“Community” is a popular catch-phrase today. This week I found an old piece I had written about some of the lessons on community I learned through the one-year course I took for my first year of college, an integrated curriculum for a small group of students focusing on God’s purposes throughout history. I decided to adapt it to share here.
One evening early in the school year, perhaps half of our group of twenty gathered in the prayer room of our dorm. There, under the dim lights, world maps, and simple cross of the little room, we prayed together that God would make us one. Not a homologous morphing of sameness, but one in heart and spirit with a love that would put each other before ourselves. And slowly, over the next weeks and months, we saw God answer that prayer…and I learned the meaning of community.
I learned that community gathers together for a surprise party on birthdays, and everyone pitches in for the birthday dinner and gift. Community means the girls in your hall halt their lives to hug, comfort, and pray for a sister who is hurting. Community studies together on three dorm beds pushed into one and stays up till midnight talking through deep issues of society and the heart—or laughing yourselves silly. Community gathers to cry and pray when a member of the team sent to India falls off a mountain and is paralyzed and pools resources to send him a special visitor when he returns to the states.

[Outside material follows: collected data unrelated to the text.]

// Copyright 2025 Irreducible Inc.

use condnet_graph::{Feed, Optimizer, Tensor};
use getset::Getters;
use tracing::instrument;

use super::{Network, Runtime, Scaffold};
use crate::{
	error::Error,
	hypers::CrHypers,
	lr::minimize_expected,
	objective::{self, Objective},
	router::RouterGen,
	routing::{estimate_costs, route, CrRouting, Policy, RouteOptions},
	tree::{LayerTree, Tree},
};

/// A cost regression network.
///
/// Routers predict the downstream cost of each branch, are trained to regress onto it and route
/// to the cheapest branch, exploring uniformly with probability `epsilon` during training. Router
/// learning rates are scaled by `1 / k_cre`.
#[derive(Debug, Getters)]
pub struct CrNet<O> {
	#[get = "pub"]
	hypers: CrHypers,
	#[get = "pub"]
	tree: Tree,
	#[get = "pub"]
	routing: CrRouting,
	#[get = "pub"]
	objective: Objective,
	runtime: Runtime<O>,
}

impl<O: Optimizer> CrNet<O> {
	#[instrument(skip_all, name = "CrNet::new")]
	pub fn new(
		x0_width: usize,
		y_width: usize,
		router_gen: impl RouterGen,
		optimizer: O,
		hypers: CrHypers,
		layers: LayerTree,
	) -> Result<Self, Error> {
		hypers.validate()?;
		let mut scaffold = Scaffold::new(x0_width, y_width, layers)?;
		let routing = route(
			&mut scaffold.builder,
			&scaffold.tree,
			scaffold.root,
			&RouteOptions {
				router_gen: &router_gen,
				mode: scaffold.placeholders.mode,
				epsilon: hypers.epsilon,
				lambda: hypers.lambda,
				policy: Policy::CostRegression,
			},
		)?;
		let routing = estimate_costs(&mut scaffold.builder, &scaffold.tree, routing, &hypers)?;
		let objective = objective::cost_regression(
			&mut scaffold.builder,
			&scaffold.tree,
			&routing,
			hypers.k_cpt,
		)?;
		let train_step = minimize_expected(
			&mut scaffold.builder,
			&scaffold.tree,
			routing.routing(),
			objective.cost,
			routing.routing().train_updates(),
			1.0 / hypers.k_cre,
		)?;
		let (tree, runtime) = scaffold.finish(
			train_step,
			routing.routing().validation_updates(),
			optimizer,
			hypers.seed,
		);
		Ok(Self {
			hypers,
			tree,
			routing,
			objective,
			runtime,
		})
	}

	/// Updates the validation statistics. Returns the number of statistics written.
	#[instrument(skip_all, name = "CrNet::validate")]
	pub fn validate(&mut self, x0: &Tensor, y: &Tensor, feed: &Feed) -> Result<usize, Error> {
		self.runtime.validate(x0, y, feed)
	}
}

impl<O: Optimizer> Network for CrNet<O> {
	type Optimizer = O;

	const NAME: &'static str = "CrNet";

	fn runtime(&self) -> &Runtime<O> {
		&self.runtime
	}

	fn runtime_mut(&mut self) -> &mut Runtime<O> {
		&mut self.runtime
	}
}
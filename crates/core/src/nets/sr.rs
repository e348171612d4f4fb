// Copyright 2025 Irreducible Inc.

use condnet_graph::{Optimizer, ParamId};
use getset::Getters;
use tracing::instrument;

use super::{Network, Runtime, Scaffold};
use crate::{
	error::Error,
	hypers::SrHypers,
	lr::TrainStep,
	objective::{self, Objective},
	routing::PathProbabilities,
	tree::{LayerTree, Tree},
};

/// A statically routed network: every sample visits every layer.
///
/// Minimizes the batch mean of `Σ c_err + c_mod + k_cpt·n_ops` over all layers with plain
/// optimizer steps.
#[derive(Debug, Getters)]
pub struct SrNet<O> {
	#[get = "pub"]
	hypers: SrHypers,
	#[get = "pub"]
	tree: Tree,
	/// The same probability-one paths for every layer.
	#[get = "pub"]
	routing: Vec<PathProbabilities>,
	#[get = "pub"]
	objective: Objective,
	runtime: Runtime<O>,
}

impl<O: Optimizer> SrNet<O> {
	#[instrument(skip_all, name = "SrNet::new")]
	pub fn new(
		x0_width: usize,
		y_width: usize,
		optimizer: O,
		hypers: SrHypers,
		layers: LayerTree,
	) -> Result<Self, Error> {
		hypers.validate()?;
		let mut scaffold = Scaffold::new(x0_width, y_width, layers)?;
		let objective = objective::static_routing(
			&mut scaffold.builder,
			&scaffold.tree,
			scaffold.root,
			hypers.k_cpt,
		)?;
		let routing = vec![scaffold.root; scaffold.tree.len()];
		let train_step = TrainStep::plain(
			objective.cost,
			Vec::new(),
			(0..scaffold.builder.n_params()).map(ParamId::new),
		);
		let (tree, runtime) = scaffold.finish(train_step, Vec::new(), optimizer, hypers.seed);
		Ok(Self {
			hypers,
			tree,
			routing,
			objective,
			runtime,
		})
	}
}

impl<O: Optimizer> Network for SrNet<O> {
	type Optimizer = O;

	const NAME: &'static str = "SrNet";

	fn runtime(&self) -> &Runtime<O> {
		&self.runtime
	}

	fn runtime_mut(&mut self) -> &mut Runtime<O> {
		&mut self.runtime
	}
}
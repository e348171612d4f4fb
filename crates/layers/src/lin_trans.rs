// Copyright 2025 Irreducible Inc.

use condnet_graph::{GraphBuilder, Init, NodeId};

use crate::{Error, Layer, LayerOutputs};

/// Affine map `x·W + b` with an optional L2 penalty on `W`.
///
/// `W` is Glorot-initialized and `b` starts at zero. The modeling cost is `k_l2·ΣW²`.
#[derive(Debug, Clone, Copy, PartialEq)]
pub struct LinTrans {
	pub n_out: usize,
	pub k_l2: f32,
}

impl LinTrans {
	pub const fn new(n_out: usize) -> Self {
		Self { n_out, k_l2: 0.0 }
	}

	pub const fn with_l2(n_out: usize, k_l2: f32) -> Self {
		Self { n_out, k_l2 }
	}
}

impl Layer for LinTrans {
	fn link(
		&self,
		builder: &mut GraphBuilder,
		input: NodeId,
		_target: Option<NodeId>,
		_mode: NodeId,
	) -> Result<LayerOutputs, Error> {
		let n_in = builder.shape(input)?.cols;
		let w = builder.param("w", n_in, self.n_out, Init::GlorotUniform);
		let b = builder.param("b", 1, self.n_out, Init::Zeros);
		let product = builder.matmul(input, w)?;
		let x = builder.add(product, b)?;

		// A constant keeps the weights off the gradient path of the modeling cost.
		let c_mod = if self.k_l2 == 0.0 {
			builder.constant(0.0)
		} else {
			let squared = builder.square(w)?;
			let total = builder.reduce_sum(squared)?;
			builder.scale(total, self.k_l2)?
		};

		Ok(LayerOutputs {
			x,
			c_err: builder.zeros_like(input)?,
			c_mod,
			n_ops: builder.constant((n_in * self.n_out) as f32),
		})
	}
}
// Copyright 2025 Irreducible Inc.

use condnet_graph::{GraphBuilder, NodeId};

use crate::{Error, Layer, LayerOutputs};

/// Sequential composition of layers.
///
/// Costs and operation counts of the links are summed. Each link's parameters live in a
/// namespace named after its position. The empty chain is the identity with zero cost.
#[derive(Debug, Default)]
pub struct Chain {
	links: Vec<Box<dyn Layer>>,
}

impl Chain {
	pub fn new(links: Vec<Box<dyn Layer>>) -> Self {
		Self { links }
	}

	pub fn identity() -> Self {
		Self::default()
	}

	pub fn then(mut self, layer: impl Layer + 'static) -> Self {
		self.links.push(Box::new(layer));
		self
	}

	pub fn len(&self) -> usize {
		self.links.len()
	}

	pub fn is_empty(&self) -> bool {
		self.links.is_empty()
	}
}

impl Layer for Chain {
	fn link(
		&self,
		builder: &mut GraphBuilder,
		input: NodeId,
		target: Option<NodeId>,
		mode: NodeId,
	) -> Result<LayerOutputs, Error> {
		if self.links.is_empty() {
			return Ok(LayerOutputs {
				x: input,
				c_err: builder.zeros_like(input)?,
				c_mod: builder.constant(0.0),
				n_ops: builder.constant(0.0),
			});
		}

		let mut x = input;
		let mut c_errs = Vec::with_capacity(self.links.len());
		let mut c_mods = Vec::with_capacity(self.links.len());
		let mut n_ops = Vec::with_capacity(self.links.len());
		for (index, layer) in self.links.iter().enumerate() {
			builder.push_namespace(index);
			let outputs = layer.link(builder, x, target, mode)?;
			builder.pop_namespace()?;
			x = outputs.x;
			c_errs.push(outputs.c_err);
			c_mods.push(outputs.c_mod);
			n_ops.push(outputs.n_ops);
		}

		Ok(LayerOutputs {
			x,
			c_err: builder.sum(c_errs)?,
			c_mod: builder.sum(c_mods)?,
			n_ops: builder.sum(n_ops)?,
		})
	}
}

#[cfg(test)]
mod tests {
	use std::sync::Arc;

	use condnet_graph::{Feed, Session, Tensor};

	use super::*;
	use crate::{LinTrans, Rect, SquaredError};

	#[test]
	fn test_empty_chain_is_identity() {
		let mut builder = GraphBuilder::new();
		let x = builder.placeholder("x", 3);
		let mode = builder.mode();
		let out = Chain::identity().link(&mut builder, x, None, mode).unwrap();
		assert_eq!(out.x, x);
		assert_eq!(builder.n_params(), 0);

		let session = Session::with_seed(Arc::new(builder.build()), 0);
		let feed = Feed::new().with(x, Tensor::zeros(2, 3));
		let values = session.run(&[out.c_err, out.c_mod, out.n_ops], &feed).unwrap();
		assert_eq!(values[0], Tensor::column(vec![0.0, 0.0]));
		assert_eq!(values[1], Tensor::scalar(0.0));
		assert_eq!(values[2], Tensor::scalar(0.0));
	}

	#[test]
	fn test_chain_sums_costs_and_scopes_params() {
		let mut builder = GraphBuilder::new();
		let x = builder.placeholder("x", 2);
		let y = builder.placeholder("y", 1);
		let mode = builder.mode();
		let chain = Chain::identity()
			.then(LinTrans::new(3))
			.then(Rect)
			.then(LinTrans::with_l2(1, 1.0))
			.then(SquaredError);
		assert_eq!(chain.len(), 4);
		let out = chain.link(&mut builder, x, Some(y), mode).unwrap();

		let graph = Arc::new(builder.build());
		for name in ["0/w", "0/b", "2/w", "2/b"] {
			assert!(graph.param_by_name(name).is_some(), "missing {name}");
		}
		let w2 = graph.param_by_name("2/w").unwrap();
		let b2 = graph.param_by_name("2/b").unwrap();
		let mut session = Session::with_seed(graph, 0);
		session
			.set_param(w2, Tensor::column(vec![0.0, 0.0, 2.0]))
			.unwrap();
		session.set_param(b2, Tensor::scalar(1.0)).unwrap();

		let feed = Feed::new()
			.with(x, Tensor::zeros(2, 2))
			.with(y, Tensor::column(vec![1.0, 3.0]));
		let values = session
			.run(&[out.x, out.c_err, out.c_mod, out.n_ops], &feed)
			.unwrap();
		assert_eq!(values[0], Tensor::column(vec![1.0, 1.0]));
		assert_eq!(values[1], Tensor::column(vec![0.0, 4.0]));
		assert_eq!(values[2], Tensor::scalar(4.0));
		assert_eq!(values[3], Tensor::scalar(6.0 + 3.0 + 3.0));
	}
}
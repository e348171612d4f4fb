// Copyright 2025 Irreducible Inc.

mod cr;
mod ds;
mod sr;

use std::sync::Arc;

use condnet_graph::{Assign, Feed, GraphBuilder, Mode, NodeId, Optimizer, Session, Tensor};
use tracing::{debug, instrument};

pub use self::{cr::CrNet, ds::DsNet, sr::SrNet};
use crate::{
	error::Error,
	lr::{StepReport, TrainStep},
	routing::PathProbabilities,
	tree::{LayerTree, Placeholders, Tree},
};

/// Graph under construction with the tree linked to the network placeholders.
struct Scaffold {
	builder: GraphBuilder,
	placeholders: Placeholders,
	tree: Tree,
	/// Probability one for every sample.
	root: PathProbabilities,
}

impl Scaffold {
	fn new(x0_width: usize, y_width: usize, layers: LayerTree) -> Result<Self, Error> {
		let mut builder = GraphBuilder::new();
		let placeholders = Placeholders::new(&mut builder, x0_width, y_width);
		let tree = Tree::link(
			&mut builder,
			layers,
			placeholders.x0,
			Some(placeholders.y),
			placeholders.mode,
		)?;
		let ones = builder.ones_like(placeholders.x0)?;
		Ok(Self {
			builder,
			placeholders,
			tree,
			root: PathProbabilities {
				p_tr: ones,
				p_ev: ones,
			},
		})
	}

	/// Freezes the graph and starts a session.
	fn finish<O>(
		self,
		train_step: TrainStep,
		validation_updates: Vec<Assign>,
		optimizer: O,
		seed: u64,
	) -> (Tree, Runtime<O>) {
		let graph = Arc::new(self.builder.build());
		debug!(
			nodes = graph.nodes().len(),
			params = graph.params().len(),
			stats = graph.stats().len(),
			"network graph ready"
		);
		let runtime = Runtime {
			placeholders: self.placeholders,
			session: Session::with_seed(graph, seed),
			optimizer,
			train_step,
			validation_updates,
		};
		(self.tree, runtime)
	}
}

/// Execution state shared by all network variants.
#[derive(Debug)]
pub struct Runtime<O> {
	placeholders: Placeholders,
	session: Session,
	optimizer: O,
	train_step: TrainStep,
	validation_updates: Vec<Assign>,
}

impl<O: Optimizer> Runtime<O> {
	/// Binds the batch, then applies `overrides` on top.
	fn feed(&self, x0: &Tensor, y: &Tensor, mode: Option<Mode>, overrides: &Feed) -> Feed {
		let mut feed = Feed::new()
			.with(self.placeholders.x0, x0.clone())
			.with(self.placeholders.y, y.clone());
		if let Some(mode) = mode {
			feed = feed.with_mode(mode);
		}
		feed.overridden_by(overrides)
	}

	fn train(&mut self, x0: &Tensor, y: &Tensor, overrides: &Feed) -> Result<StepReport, Error> {
		let feed = self.feed(x0, y, Some(Mode::Train), overrides);
		let report = self
			.train_step
			.run(&mut self.session, &mut self.optimizer, &feed)?;
		debug!(cost = report.cost, updated = report.updated.len(), "train step");
		Ok(report)
	}

	fn validate(&mut self, x0: &Tensor, y: &Tensor, overrides: &Feed) -> Result<usize, Error> {
		let feed = self.feed(x0, y, None, overrides);
		Ok(self.session.assign(&self.validation_updates, &feed)?)
	}

	fn eval(
		&self,
		targets: &[NodeId],
		x0: &Tensor,
		y: &Tensor,
		overrides: &Feed,
	) -> Result<Vec<Tensor>, Error> {
		let feed = self.feed(x0, y, None, overrides);
		Ok(self.session.run(targets, &feed)?)
	}
}

/// Execution entry points shared by all network variants.
///
/// Every call binds `x0` and `y` to the network placeholders; entries of `feed` override them
/// and may bind any other node.
pub trait Network {
	type Optimizer: Optimizer;

	/// Short name used in tracing spans.
	const NAME: &'static str;

	fn runtime(&self) -> &Runtime<Self::Optimizer>;

	fn runtime_mut(&mut self) -> &mut Runtime<Self::Optimizer>;

	fn placeholders(&self) -> Placeholders {
		self.runtime().placeholders
	}

	fn session(&self) -> &Session {
		&self.runtime().session
	}

	fn session_mut(&mut self) -> &mut Session {
		&mut self.runtime_mut().session
	}

	/// Updates the training statistics, if any, then takes one gradient step in training mode.
	#[instrument(skip_all, fields(net = Self::NAME))]
	fn train(&mut self, x0: &Tensor, y: &Tensor, feed: &Feed) -> Result<StepReport, Error> {
		self.runtime_mut().train(x0, y, feed)
	}

	/// Evaluates `targets` under the mode bound in `feed`, evaluation by default.
	#[instrument(skip_all, fields(net = Self::NAME))]
	fn eval(
		&self,
		targets: &[NodeId],
		x0: &Tensor,
		y: &Tensor,
		feed: &Feed,
	) -> Result<Vec<Tensor>, Error> {
		self.runtime().eval(targets, x0, y, feed)
	}
}
// Copyright 2025 Irreducible Inc.

/// Whether the environment variable `flag` is set to `1`, `on`, `true` or `yes`, in any case.
pub fn boolean_env_flag_set(flag: &str) -> bool {
	std::env::var(flag).is_ok_and(|value| is_truthy(&value))
}

fn is_truthy(value: &str) -> bool {
	matches!(value.trim().to_ascii_lowercase().as_str(), "1" | "on" | "true" | "yes")
}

Community means when you get a call late at night that your mom has been taken to the hospital, you know someone will dump what they are doing and give you a ride. Community can vehemently disagree during class discussion time yet amiably hang out together later. Community means you gladly give up study time to substitute at work for a hurting friend. Community means all you need for worship time is a guitar and a few people sitting on the floor.
Community brings together a group from Connecticut to L.A., Ohio to Washington, Germany to Korea, and makes them one because of the One who unites them as one Body in Him.